EXERCISE REQUIREMENTS: Look through the listing below, and wherever a line has the string "UintKind", pull it out.
########################################
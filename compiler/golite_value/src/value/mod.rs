//! Runtime values for the golite interpreter.
//!
//! `Value` is a closed tagged union. Heap-backed variants hold `Heap<T>`
//! handles whose constructor is private to this crate, so values are built
//! through the factory methods on `Value`.
//!
//! # Thread Safety
//!
//! Shared storage (slices, maps, struct references, channels) sits behind
//! `parking_lot` locks, so `Value` is `Send + Sync` and can be read by
//! concurrent evaluations.

mod composite;
mod display;
mod heap;
mod map_key;
mod runes;

use crate::errors::{allocation_limit, EvalError};
use crate::function::HostFunction;
use crate::types::{ComplexKind, FloatKind, IntKind, StructType, Type, UintKind};
use rustc_hash::FxHashMap;
use std::fmt;
use std::sync::Arc;

pub use composite::{ChanValue, Complex, MapValue, SliceValue, StructRef, StructValue};
pub use display::format_float;
pub use heap::Heap;
pub use map_key::MapKey;
pub use runes::rune_indices;

/// Most elements a single slice, array or channel buffer may hold.
pub const MAX_ELEMENTS: usize = 1 << 24;

/// Reject a request for `len` elements past [`MAX_ELEMENTS`].
pub fn check_elements(len: u64) -> Result<usize, EvalError> {
    match usize::try_from(len) {
        Ok(n) if n <= MAX_ELEMENTS => Ok(n),
        _ => Err(allocation_limit(len, MAX_ELEMENTS)),
    }
}

/// Runtime value.
#[derive(Clone)]
pub enum Value {
    /// Untyped `nil`; also the zero value of pointers, functions,
    /// interfaces and channels.
    Nil,
    Bool(bool),
    Int(i64, IntKind),
    Uint(u64, UintKind),
    Float(f64, FloatKind),
    Complex(Complex, ComplexKind),
    /// Byte string; need not be valid UTF-8.
    Str(Heap<Vec<u8>>),
    Slice(SliceValue),
    Map(MapValue),
    Struct(StructValue),
    /// Reference to a struct, produced by `&T{...}` or `&x`.
    Ref(StructRef),
    Func(HostFunction),
    Chan(ChanValue),
    /// A type used as a value: conversion callee, `make` argument.
    Type(Type),
    /// Several results from `return a, b` or a multi-result call.
    Tuple(Heap<Vec<Value>>),
}

// Factory Methods

impl Value {
    /// `int` value.
    #[inline]
    pub fn int(v: i64) -> Self {
        Value::Int(v, IntKind::Int)
    }

    /// `float64` value.
    #[inline]
    pub fn float(v: f64) -> Self {
        Value::Float(v, FloatKind::F64)
    }

    /// `rune` (`int32`) value.
    #[inline]
    pub fn rune(c: char) -> Self {
        Value::Int(i64::from(u32::from(c)), IntKind::Int32)
    }

    /// `byte` (`uint8`) value.
    #[inline]
    pub fn byte(b: u8) -> Self {
        Value::Uint(u64::from(b), UintKind::Uint8)
    }

    /// `complex128` value.
    #[inline]
    pub fn complex(re: f64, im: f64) -> Self {
        Value::Complex(Complex::new(re, im), ComplexKind::C128)
    }

    #[inline]
    pub fn string(s: impl Into<String>) -> Self {
        Value::Str(Heap::new(s.into().into_bytes()))
    }

    /// String value from raw bytes, kept as they are.
    #[inline]
    pub fn byte_string(bytes: impl Into<Vec<u8>>) -> Self {
        Value::Str(Heap::new(bytes.into()))
    }

    /// Slice of `elem` holding `items`.
    pub fn slice(elem: Type, items: Vec<Value>) -> Self {
        Value::Slice(SliceValue::new(elem, items))
    }

    /// Slice of `len` zero values of `elem`.
    pub fn zero_slice(elem: Type, len: usize) -> Result<Self, EvalError> {
        let len = check_elements(len as u64)?;
        let mut items = Vec::new();
        items
            .try_reserve_exact(len)
            .map_err(|_| allocation_limit(len as u64, MAX_ELEMENTS))?;
        items.extend((0..len).map(|_| Value::zero(&elem)));
        Ok(Value::slice(elem, items))
    }

    /// Map from `key` to `elem` holding `entries`.
    pub fn map(key: Type, elem: Type, entries: FxHashMap<MapKey, Value>) -> Self {
        Value::Map(MapValue::new(key, elem, entries))
    }

    /// Struct value; `fields` follow the type's field order.
    pub fn struct_value(ty: Arc<StructType>, fields: Vec<Value>) -> Self {
        Value::Struct(StructValue::new(ty, fields))
    }

    /// Reference to a fresh struct.
    pub fn struct_ref(ty: Arc<StructType>, fields: Vec<Value>) -> Self {
        Value::Ref(StructRef::new(ty, fields))
    }

    /// Reference to a copy of an existing struct value.
    pub fn reference_to(value: &StructValue) -> Self {
        Value::Ref(StructRef::new(
            Arc::clone(value.struct_type()),
            value.fields().to_vec(),
        ))
    }

    pub fn chan(elem: Type, cap: usize) -> Self {
        Value::Chan(ChanValue::new(elem, cap))
    }

    pub fn tuple(items: Vec<Value>) -> Self {
        Value::Tuple(Heap::new(items))
    }

    #[inline]
    pub fn func(f: HostFunction) -> Self {
        Value::Func(f)
    }

    #[inline]
    pub fn typ(ty: Type) -> Self {
        Value::Type(ty)
    }

    /// Zero value of `ty`.
    pub fn zero(ty: &Type) -> Self {
        match ty {
            Type::Bool => Value::Bool(false),
            Type::Int(k) => Value::Int(0, *k),
            Type::Uint(k) => Value::Uint(0, *k),
            Type::Float(k) => Value::Float(0.0, *k),
            Type::Complex(k) => Value::Complex(Complex::default(), *k),
            Type::String => Value::string(""),
            Type::Slice(elem) => Value::slice((**elem).clone(), Vec::new()),
            Type::Map(key, elem) => {
                Value::map((**key).clone(), (**elem).clone(), FxHashMap::default())
            }
            Type::Struct(st) => {
                let fields = st.fields().iter().map(|f| Value::zero(&f.ty)).collect();
                Value::struct_value(Arc::clone(st), fields)
            }
            Type::Any
            | Type::Nil
            | Type::Error
            | Type::Chan(_)
            | Type::Pointer(_)
            | Type::Func
            | Type::Type
            | Type::Tuple => Value::Nil,
        }
    }
}

// Value Methods

impl Value {
    /// Runtime type of this value.
    pub fn type_of(&self) -> Type {
        match self {
            Value::Nil => Type::Nil,
            Value::Bool(_) => Type::Bool,
            Value::Int(_, k) => Type::Int(*k),
            Value::Uint(_, k) => Type::Uint(*k),
            Value::Float(_, k) => Type::Float(*k),
            Value::Complex(_, k) => Type::Complex(*k),
            Value::Str(_) => Type::String,
            Value::Slice(s) => s.slice_type(),
            Value::Map(m) => m.map_type(),
            Value::Struct(s) => Type::Struct(Arc::clone(s.struct_type())),
            Value::Ref(r) => Type::pointer(Type::Struct(Arc::clone(r.struct_type()))),
            Value::Func(_) => Type::Func,
            Value::Chan(c) => Type::chan(c.elem().clone()),
            Value::Type(_) => Type::Type,
            Value::Tuple(_) => Type::Tuple,
        }
    }

    /// Short kind name for diagnostics.
    pub fn kind_name(&self) -> &'static str {
        match self {
            Value::Ref(_) => "ptr",
            other => other.type_of().kind_name(),
        }
    }

    pub fn is_nil(&self) -> bool {
        matches!(self, Value::Nil)
    }

    pub fn as_bool(&self) -> Option<bool> {
        match self {
            Value::Bool(b) => Some(*b),
            _ => None,
        }
    }

    /// Any integer kind as `i64`; `None` for non-integers and for unsigned
    /// values beyond `i64::MAX`.
    pub fn as_i64(&self) -> Option<i64> {
        match self {
            Value::Int(v, _) => Some(*v),
            Value::Uint(v, _) => i64::try_from(*v).ok(),
            _ => None,
        }
    }

    pub fn is_integer(&self) -> bool {
        matches!(self, Value::Int(..) | Value::Uint(..))
    }

    /// The string's text; `None` for non-strings and for strings that are
    /// not valid UTF-8.
    pub fn as_str(&self) -> Option<&str> {
        match self {
            Value::Str(s) => std::str::from_utf8(s).ok(),
            _ => None,
        }
    }

    /// The string's bytes.
    pub fn as_bytes(&self) -> Option<&[u8]> {
        match self {
            Value::Str(s) => Some(s),
            _ => None,
        }
    }

    pub fn as_type(&self) -> Option<&Type> {
        match self {
            Value::Type(t) => Some(t),
            _ => None,
        }
    }

    pub fn as_slice(&self) -> Option<&SliceValue> {
        match self {
            Value::Slice(s) => Some(s),
            _ => None,
        }
    }

    pub fn as_map(&self) -> Option<&MapValue> {
        match self {
            Value::Map(m) => Some(m),
            _ => None,
        }
    }

    /// Items of a tuple result.
    pub fn as_tuple(&self) -> Option<&[Value]> {
        match self {
            Value::Tuple(items) => Some(items),
            _ => None,
        }
    }

    /// Deep structural equality, used by tests and host code.
    ///
    /// Unlike the `==` operator this also compares slices and maps by
    /// content.
    pub fn deep_eq(&self, other: &Value) -> bool {
        match (self, other) {
            (Value::Nil, Value::Nil) => true,
            (Value::Bool(a), Value::Bool(b)) => a == b,
            (Value::Int(a, ka), Value::Int(b, kb)) => a == b && ka == kb,
            (Value::Uint(a, ka), Value::Uint(b, kb)) => a == b && ka == kb,
            (Value::Float(a, ka), Value::Float(b, kb)) => a == b && ka == kb,
            (Value::Complex(a, ka), Value::Complex(b, kb)) => a == b && ka == kb,
            (Value::Str(a), Value::Str(b)) => a == b,
            (Value::Slice(a), Value::Slice(b)) => {
                a.ptr_eq(b)
                    || (a.elem() == b.elem()
                        && a.with_items(|x| {
                            b.with_items(|y| {
                                x.len() == y.len() && x.iter().zip(y).all(|(p, q)| p.deep_eq(q))
                            })
                        }))
            }
            (Value::Map(a), Value::Map(b)) => {
                a.ptr_eq(b)
                    || (a.map_type() == b.map_type()
                        && a.len() == b.len()
                        && a.entries()
                            .iter()
                            .all(|(k, v)| b.get(k).is_some_and(|w| v.deep_eq(&w))))
            }
            (Value::Struct(a), Value::Struct(b)) => {
                a.struct_type() == b.struct_type()
                    && a
                        .fields()
                        .iter()
                        .zip(b.fields())
                        .all(|(p, q)| p.deep_eq(q))
            }
            (Value::Ref(a), Value::Ref(b)) => {
                a.ptr_eq(b) || Value::Struct(a.load()).deep_eq(&Value::Struct(b.load()))
            }
            (Value::Func(a), Value::Func(b)) => a.ptr_eq(b),
            (Value::Chan(a), Value::Chan(b)) => a.ptr_eq(b),
            (Value::Type(a), Value::Type(b)) => a == b,
            (Value::Tuple(a), Value::Tuple(b)) => {
                a.len() == b.len() && a.iter().zip(b.iter()).all(|(p, q)| p.deep_eq(q))
            }
            _ => false,
        }
    }
}

impl PartialEq for Value {
    fn eq(&self, other: &Self) -> bool {
        self.deep_eq(other)
    }
}

impl fmt::Debug for Value {
    fn fmt(&self, f: &mut fmt::Formatter<'_>) -> fmt::Result {
        match self {
            Value::Str(s) => write!(f, "{:?}", String::from_utf8_lossy(s)),
            Value::Nil => f.write_str("nil"),
            Value::Type(t) => write!(f, "type {t}"),
            other => write!(f, "{}({other})", other.type_of()),
        }
    }
}

impl From<bool> for Value {
    fn from(b: bool) -> Self {
        Value::Bool(b)
    }
}

impl From<i64> for Value {
    fn from(v: i64) -> Self {
        Value::int(v)
    }
}

impl From<f64> for Value {
    fn from(v: f64) -> Self {
        Value::float(v)
    }
}

impl From<&str> for Value {
    fn from(s: &str) -> Self {
        Value::string(s)
    }
}

impl From<String> for Value {
    fn from(s: String) -> Self {
        Value::string(s)
    }
}
use super::coerce_untyped;
use crate::Environment;
use golite_value::{EvalErrorKind, IntKind, Type, UintKind, Value};
use pretty_assertions::assert_eq;

fn eval_in(env: &Environment, source: &str) -> Value {
    match env.eval(source) {
        Ok(value) => value,
        Err(err) => panic!("{source}: {}", err.render(source)),
    }
}

#[test]
fn coerce_untyped_converts_to_numeric_targets() {
    assert!(matches!(
        coerce_untyped(Value::int(7), &Type::Uint(UintKind::Uint16)),
        Ok(Value::Uint(7, UintKind::Uint16))
    ));
    assert!(matches!(
        coerce_untyped(Value::int(7), &Type::String),
        Ok(Value::Int(7, IntKind::Int))
    ));
    assert!(coerce_untyped(Value::int(300), &Type::Int(IntKind::Int8)).is_err());
}

#[test]
fn builtin_names_come_before_bindings() {
    let env = Environment::new();
    env.set("len", Value::int(3));
    env.set("int", Value::int(4));
    assert_eq!(eval_in(&env, "len([]int{1, 2})"), Value::int(2));
    assert_eq!(eval_in(&env, "int(2.0)"), Value::int(2));
}

#[test]
fn constant_expressions_stay_untyped() {
    assert_eq!(
        eval_in(&Environment::new(), "var x int8 = 100; x + (1 + 2) * 9"),
        Value::Int(127, IntKind::Int8)
    );
    assert!(matches!(
        Environment::new()
            .eval("var x int8 = 1; x + 300")
            .map_err(|err| err.eval_kind().cloned()),
        Err(Some(EvalErrorKind::Type { .. }))
    ));
}

#[test]
fn logical_operators_short_circuit() {
    let env = Environment::new();
    assert_eq!(eval_in(&env, "false && undefinedName"), Value::Bool(false));
    assert_eq!(eval_in(&env, "true || undefinedName"), Value::Bool(true));
    assert!(env.eval("1 && true").is_err());
}

#[test]
fn map_keys_are_converted_to_the_key_type() {
    let env = Environment::new();
    assert_eq!(
        eval_in(&env, "m := map[float64]string{1: \"one\"}; m[1]"),
        Value::string("one")
    );
}

#[test]
fn type_expressions_evaluate_to_types() {
    let env = Environment::new();
    assert_eq!(
        eval_in(&env, "map[string][]int"),
        Value::Type(Type::map(Type::String, Type::slice(Type::INT)))
    );
    assert_eq!(
        eval_in(&env, "*int"),
        Value::Type(Type::pointer(Type::INT))
    );
    assert_eq!(eval_in(&env, "interface{}"), Value::Type(Type::Any));
}

#[test]
fn selecting_a_missing_member() {
    let result = Environment::new().eval("type P struct { X int }; P{}.Y");
    assert!(matches!(
        result.map_err(|err| err.eval_kind().cloned()),
        Err(Some(EvalErrorKind::NoSuchMember { .. }))
    ));
}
########################################
SOLUTION FOR THIS PROBLEM:
use crate::types::{ComplexKind, FloatKind, IntKind, StructType, Type, UintKind};
    Uint(u64, UintKind),
        Value::Uint(u64::from(b), UintKind::Uint8)
use golite_value::{EvalErrorKind, IntKind, Type, UintKind, Value};
        coerce_untyped(Value::int(7), &Type::Uint(UintKind::Uint16)),
        Ok(Value::Uint(7, UintKind::Uint16))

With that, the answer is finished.